*** The data ***
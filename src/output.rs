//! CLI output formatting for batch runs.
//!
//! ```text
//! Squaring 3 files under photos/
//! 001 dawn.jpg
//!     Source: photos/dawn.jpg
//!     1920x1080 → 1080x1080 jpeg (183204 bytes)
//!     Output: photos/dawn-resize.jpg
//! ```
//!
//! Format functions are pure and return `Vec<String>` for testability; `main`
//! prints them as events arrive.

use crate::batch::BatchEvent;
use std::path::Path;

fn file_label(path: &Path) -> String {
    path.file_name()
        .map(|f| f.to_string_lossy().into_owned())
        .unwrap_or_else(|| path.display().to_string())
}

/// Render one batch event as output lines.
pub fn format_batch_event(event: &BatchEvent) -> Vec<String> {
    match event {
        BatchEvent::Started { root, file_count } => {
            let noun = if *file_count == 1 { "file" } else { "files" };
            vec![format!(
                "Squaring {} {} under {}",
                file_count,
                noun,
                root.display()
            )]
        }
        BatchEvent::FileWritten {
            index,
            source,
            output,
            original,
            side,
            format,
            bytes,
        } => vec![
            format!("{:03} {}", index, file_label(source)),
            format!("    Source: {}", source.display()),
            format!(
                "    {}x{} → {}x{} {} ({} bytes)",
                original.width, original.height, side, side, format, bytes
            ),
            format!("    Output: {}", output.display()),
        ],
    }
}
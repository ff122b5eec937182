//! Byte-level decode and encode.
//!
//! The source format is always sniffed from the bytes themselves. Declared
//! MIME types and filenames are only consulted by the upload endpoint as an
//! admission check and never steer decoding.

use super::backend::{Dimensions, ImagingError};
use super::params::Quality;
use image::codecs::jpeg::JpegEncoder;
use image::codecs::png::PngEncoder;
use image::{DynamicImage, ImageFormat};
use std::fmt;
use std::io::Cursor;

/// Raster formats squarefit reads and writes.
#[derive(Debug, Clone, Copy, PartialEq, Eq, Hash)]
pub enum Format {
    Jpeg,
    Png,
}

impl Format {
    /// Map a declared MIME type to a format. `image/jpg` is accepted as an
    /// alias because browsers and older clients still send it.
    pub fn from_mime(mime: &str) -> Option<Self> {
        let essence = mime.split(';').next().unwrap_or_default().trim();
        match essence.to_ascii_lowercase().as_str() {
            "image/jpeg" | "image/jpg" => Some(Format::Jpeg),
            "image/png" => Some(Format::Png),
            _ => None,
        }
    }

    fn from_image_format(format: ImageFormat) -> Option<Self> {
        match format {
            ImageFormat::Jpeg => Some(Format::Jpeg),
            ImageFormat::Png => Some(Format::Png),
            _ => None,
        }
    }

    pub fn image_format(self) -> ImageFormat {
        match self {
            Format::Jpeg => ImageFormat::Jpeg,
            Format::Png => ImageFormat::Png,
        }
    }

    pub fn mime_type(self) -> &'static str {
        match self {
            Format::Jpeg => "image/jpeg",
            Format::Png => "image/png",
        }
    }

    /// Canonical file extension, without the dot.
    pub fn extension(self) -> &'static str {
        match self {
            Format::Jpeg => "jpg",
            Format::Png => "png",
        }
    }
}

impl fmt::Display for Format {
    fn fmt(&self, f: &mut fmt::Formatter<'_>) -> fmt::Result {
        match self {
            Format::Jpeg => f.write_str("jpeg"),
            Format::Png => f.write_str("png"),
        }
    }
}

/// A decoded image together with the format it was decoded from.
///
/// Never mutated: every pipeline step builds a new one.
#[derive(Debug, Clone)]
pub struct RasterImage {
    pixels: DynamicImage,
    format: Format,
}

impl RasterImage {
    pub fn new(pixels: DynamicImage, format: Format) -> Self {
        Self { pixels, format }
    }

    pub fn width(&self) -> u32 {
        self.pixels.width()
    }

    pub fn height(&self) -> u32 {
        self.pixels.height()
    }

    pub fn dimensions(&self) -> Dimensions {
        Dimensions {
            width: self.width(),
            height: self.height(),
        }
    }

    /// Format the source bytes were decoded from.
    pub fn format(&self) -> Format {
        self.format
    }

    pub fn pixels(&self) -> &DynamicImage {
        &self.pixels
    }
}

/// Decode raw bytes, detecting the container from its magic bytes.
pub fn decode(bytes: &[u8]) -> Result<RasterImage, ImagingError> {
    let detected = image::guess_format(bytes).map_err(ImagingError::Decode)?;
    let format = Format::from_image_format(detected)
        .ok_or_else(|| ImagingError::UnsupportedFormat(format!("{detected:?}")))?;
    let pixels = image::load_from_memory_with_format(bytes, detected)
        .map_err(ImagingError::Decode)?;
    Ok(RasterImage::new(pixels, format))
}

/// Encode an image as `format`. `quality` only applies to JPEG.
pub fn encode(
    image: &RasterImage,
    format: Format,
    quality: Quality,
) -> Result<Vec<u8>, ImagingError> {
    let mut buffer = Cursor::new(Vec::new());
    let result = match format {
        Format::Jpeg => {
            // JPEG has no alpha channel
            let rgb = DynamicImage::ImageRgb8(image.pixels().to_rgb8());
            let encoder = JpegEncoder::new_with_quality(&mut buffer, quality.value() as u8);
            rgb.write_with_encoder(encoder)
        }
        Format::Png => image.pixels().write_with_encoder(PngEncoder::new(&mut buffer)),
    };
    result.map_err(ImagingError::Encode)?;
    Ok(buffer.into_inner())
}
*** End of The data ***
### Problem to solve:
Going from the line that contains "no alpha channel" to the last line of the records, reproduce every line as written.

### Response to this exercise:
            // JPEG has no alpha channel
            let rgb = DynamicImage::ImageRgb8(image.pixels().to_rgb8());
            let encoder = JpegEncoder::new_with_quality(&mut buffer, quality.value() as u8);
            rgb.write_with_encoder(encoder)
        }
        Format::Png => image.pixels().write_with_encoder(PngEncoder::new(&mut buffer)),
    };
    result.map_err(ImagingError::Encode)?;
    Ok(buffer.into_inner())
}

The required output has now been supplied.